Todas elas carregam consigo objetos que representam sua classe social, seu apego à vida terrena e aos prazeres. O destino está traçado, não há negociação. Durante o diálogo com o Diabo e o Anjo, Gil Vicente mostra as razões da condenação – ou da absolvição – criando um discurso moral, porém irônico, satírico, sem o peso da moralidade. “Algumas personagens, ao final da cena, tomam a consciência de que são pecadores, mas não são todos”, afirma Muniz, que estuda a lírica trovadoresca galego-portuguesa e o Teatro de Gil Vicente.

A peça traz representantes das três grandes instituições da sociedade medieval: nobreza (fidalgo), igreja (frade) e justiça (Juiz). “São os sustentáculos da sociedade do antigo regime”, diz Muniz.

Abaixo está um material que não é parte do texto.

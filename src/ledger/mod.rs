//! Ledger module containing row bookkeeping and totals computation

pub mod rows;
pub mod totals;

pub use rows::*;
pub use totals::*;
//! Traits for handing assembled documents to an output backend

use async_trait::async_trait;

use crate::document::Document;
use crate::types::*;

/// Rendering/export backend for assembled documents
///
/// Implementations own page geometry, fonts and the output format (PDF,
/// plain text, a preview buffer, ...). The core only guarantees the row order
/// and text of the [`Document`]; it does not observe what the sink does with
/// it beyond the returned result.
#[async_trait]
pub trait DocumentSink: Send + Sync {
    /// Render a document; `file_stem` has no extension, the sink adds its own
    async fn render(&mut self, document: &Document, file_stem: &str) -> InvoiceResult<()>;
}

/// File stem for an exported bill: `invoice_<bill no>`, or
/// `invoice_<default_stem>` when the bill number is empty
pub fn export_file_stem(bill_no: &str, default_stem: &str) -> String {
    if bill_no.is_empty() {
        format!("invoice_{}", default_stem)
    } else {
        format!("invoice_{}", bill_no)
    }
}

#[cfg(test)]
mod tests {
    use super::*;

    #[test]
    fn test_export_file_stem() {
        assert_eq!(export_file_stem("DLL/03/2025", "bill"), "invoice_DLL/03/2025");
        assert_eq!(export_file_stem("", "bill"), "invoice_bill");
    }
}
//! Ordered row collections with stable identifiers

use serde::{Deserialize, Serialize};

use crate::types::*;

/// Anything stored in a [`RowBook`]
pub trait Row {
    /// Identifier of this row
    fn id(&self) -> RowId;
}

impl Row for ChargeRow {
    fn id(&self) -> RowId {
        self.id
    }
}

impl Row for AdjustmentRow {
    fn id(&self) -> RowId {
        self.id
    }
}

/// Monotonic id source owned by a row book
///
/// Ids are never handed out twice, even after the highest row is removed.
#[derive(Debug, Clone, PartialEq, Eq, Serialize, Deserialize)]
pub struct IdSequence {
    next: RowId,
}

impl IdSequence {
    /// Start a sequence after the largest existing id
    pub fn after<I: IntoIterator<Item = RowId>>(existing: I) -> Self {
        let max = existing.into_iter().max().unwrap_or(0);
        Self { next: max + 1 }
    }

    /// Peek at the id the next call to [`IdSequence::next_id`] returns
    pub fn peek(&self) -> RowId {
        self.next
    }

    /// Take the next id
    pub fn next_id(&mut self) -> RowId {
        let id = self.next;
        self.next += 1;
        id
    }
}

impl Default for IdSequence {
    fn default() -> Self {
        Self { next: 1 }
    }
}

/// Ordered collection of rows; insertion order is display order
#[derive(Debug, Clone, PartialEq, Serialize, Deserialize)]
pub struct RowBook<R> {
    rows: Vec<R>,
    ids: IdSequence,
}

impl<R: Row> RowBook<R> {
    /// Create an empty row book
    pub fn new() -> Self {
        Self {
            rows: Vec::new(),
            ids: IdSequence::default(),
        }
    }

    /// Seed a row book; new ids continue after the largest seeded id
    pub fn from_rows(rows: Vec<R>) -> Self {
        let ids = IdSequence::after(rows.iter().map(Row::id));
        Self { rows, ids }
    }

    /// Current rows in display order
    pub fn rows(&self) -> &[R] {
        &self.rows
    }

    pub fn len(&self) -> usize {
        self.rows.len()
    }

    pub fn is_empty(&self) -> bool {
        self.rows.is_empty()
    }

    /// Get a row by id
    pub fn get(&self, id: RowId) -> Option<&R> {
        self.rows.iter().find(|row| row.id() == id)
    }

    /// Append a row built from the next id
    pub fn push(&mut self, build: impl FnOnce(RowId) -> R) -> RowId {
        let id = self.ids.next_id();
        self.rows.push(build(id));
        tracing::debug!(row_id = id, rows = self.rows.len(), "row appended");
        id
    }

    /// Edit a row in place
    pub fn update(&mut self, id: RowId, edit: impl FnOnce(&mut R)) -> InvoiceResult<()> {
        let row = self
            .rows
            .iter_mut()
            .find(|row| row.id() == id)
            .ok_or(InvoiceError::RowNotFound(id))?;
        edit(row);
        Ok(())
    }

    /// Remove a row, keeping the order of the rest
    pub fn remove(&mut self, id: RowId) -> InvoiceResult<R> {
        let index = self
            .rows
            .iter()
            .position(|row| row.id() == id)
            .ok_or(InvoiceError::RowNotFound(id))?;
        let removed = self.rows.remove(index);
        tracing::debug!(row_id = id, rows = self.rows.len(), "row removed");
        Ok(removed)
    }
}

impl<R: Row> Default for RowBook<R> {
    fn default() -> Self {
        Self::new()
    }
}

impl RowBook<ChargeRow> {
    /// Append a blank "New Item" charge labelled after its id
    pub fn append_default(&mut self) -> RowId {
        self.push(|id| {
            ChargeRow::new(id, Some(format!("{:02}", id)), "New Item".to_string(), 0)
        })
    }

    /// Append a charge with the given description and amount
    pub fn append(&mut self, description: &str, amount: impl Into<Amount>) -> RowId {
        let amount = amount.into();
        self.push(|id| {
            ChargeRow::new(id, Some(format!("{:02}", id)), description.to_string(), amount)
        })
    }
}

impl RowBook<AdjustmentRow> {
    /// Append a zero-amount adjustment of the given kind
    pub fn append_kind(&mut self, kind: AdjustmentKind) -> RowId {
        self.push(|id| AdjustmentRow::new(id, kind, kind.default_label().to_string(), 0))
    }

    /// Append an adjustment with the given label and amount
    pub fn append(
        &mut self,
        kind: AdjustmentKind,
        label: &str,
        amount: impl Into<Amount>,
    ) -> RowId {
        let amount = amount.into();
        self.push(|id| AdjustmentRow::new(id, kind, label.to_string(), amount))
    }

    /// Move a row between the addition and deduction buckets
    pub fn set_kind(&mut self, id: RowId, kind: AdjustmentKind) -> InvoiceResult<()> {
        self.update(id, |row| row.kind = kind)
    }
}
//! Utility modules

pub mod memory_sink;
pub mod text;

pub use memory_sink::*;
pub use text::*;
//! Totals derived from the charge and adjustment rows

use bigdecimal::BigDecimal;

use crate::types::*;

/// Read-only view over the current rows that derives every total on demand
///
/// Nothing is cached: each accessor recomputes from the borrowed rows, so a
/// `Ledger` built over a settled snapshot always agrees with that snapshot.
#[derive(Debug, Clone, Copy)]
pub struct Ledger<'a> {
    charges: &'a [ChargeRow],
    adjustments: &'a [AdjustmentRow],
}

impl<'a> Ledger<'a> {
    /// Create a ledger view over the given rows
    pub fn new(charges: &'a [ChargeRow], adjustments: &'a [AdjustmentRow]) -> Self {
        Self {
            charges,
            adjustments,
        }
    }

    /// Sum of all charge amounts, unparsable amounts count as zero
    pub fn subtotal(&self) -> BigDecimal {
        self.charges
            .iter()
            .map(|charge| charge.amount.value_or_zero())
            .sum()
    }

    /// Addition rows in their original relative order
    pub fn additions(&self) -> Vec<&'a AdjustmentRow> {
        self.bucket(AdjustmentKind::Addition)
    }

    /// Deduction rows in their original relative order
    pub fn deductions(&self) -> Vec<&'a AdjustmentRow> {
        self.bucket(AdjustmentKind::Deduction)
    }

    fn bucket(&self, kind: AdjustmentKind) -> Vec<&'a AdjustmentRow> {
        self.adjustments
            .iter()
            .filter(|row| row.kind == kind)
            .collect()
    }

    /// Sum of all addition amounts
    pub fn additions_total(&self) -> BigDecimal {
        self.additions()
            .iter()
            .map(|row| row.amount.value_or_zero())
            .sum()
    }

    /// Subtotal plus additions
    pub fn grand_total(&self) -> BigDecimal {
        self.subtotal() + self.additions_total()
    }

    /// Grand total less the first deduction; later deductions do not touch it
    pub fn balance(&self) -> BigDecimal {
        settle(self.grand_total(), &self.deductions()).0
    }

    /// Balance less every deduction after the first
    ///
    /// Equals the grand total without deductions and the balance with exactly
    /// one.
    pub fn dues(&self) -> BigDecimal {
        settle(self.grand_total(), &self.deductions()).1
    }

    /// Compute all totals at once
    pub fn compute(&self) -> Totals {
        let subtotal = self.subtotal();
        let additions_total = self.additions_total();
        let grand_total = &subtotal + &additions_total;
        let deductions = self.deductions();
        let (balance, dues) = settle(grand_total.clone(), &deductions);

        tracing::debug!(
            charges = self.charges.len(),
            adjustments = self.adjustments.len(),
            deductions = deductions.len(),
            %subtotal,
            %grand_total,
            %balance,
            %dues,
            "totals computed"
        );

        Totals {
            subtotal,
            additions_total,
            grand_total,
            balance,
            dues,
        }
    }
}

/// Apply deductions to a grand total, returning `(balance, dues)`
///
/// Only the first deduction reaches the balance; every later one is taken
/// off the balance to arrive at the dues.
fn settle(grand_total: BigDecimal, deductions: &[&AdjustmentRow]) -> (BigDecimal, BigDecimal) {
    let (first, rest) = match deductions.split_first() {
        Some((first, rest)) => (first.amount.value_or_zero(), rest),
        None => return (grand_total.clone(), grand_total),
    };
    let balance = grand_total - first;
    let dues = rest
        .iter()
        .fold(balance.clone(), |acc, row| acc - row.amount.value_or_zero());
    (balance, dues)
}

/// Compute invoice totals from the current rows
pub fn compute_totals(charges: &[ChargeRow], adjustments: &[AdjustmentRow]) -> Totals {
    Ledger::new(charges, adjustments).compute()
}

O leitor deve ter em mente que Gil Vicente era um autor da corte, financiado por ela, e era para o rei e a grande nobreza que ele escrevia suas peças. “O ‘Auto da Barca do Inferno’ circulou pela sociedade portuguesa, foi representado em feiras e festas populares. Mas a moralidade cristã que ele traz era uma mensagem para a nobreza”, explica Muniz.

Linguagem

Uma das chaves para a compreensão do texto é a linguagem. Por ser muito antigo, o texto traz um vocabulário próprio da época, por isso é importante ter uma edição que traga um bom glossário. “A linguagem é um elemento de dificuldade, mas não é uma barreira. Os estudante deve trabalhar com o sentido geral, com a caracterização da personagem e a argumentação durante os diálogos. Ele não deve esperar que vá entender palavra por palavra”, avisa Muniz.

O professor destaca ainda habilidade linguística de Gil Vicente para criar discursos cômicos, líricos, religiosos e morais. “Há uma série de brincadeiras no texto. Uso de diminutivo, ironias. Essas são as nuances que os estudantes devem observar durante a leitura.”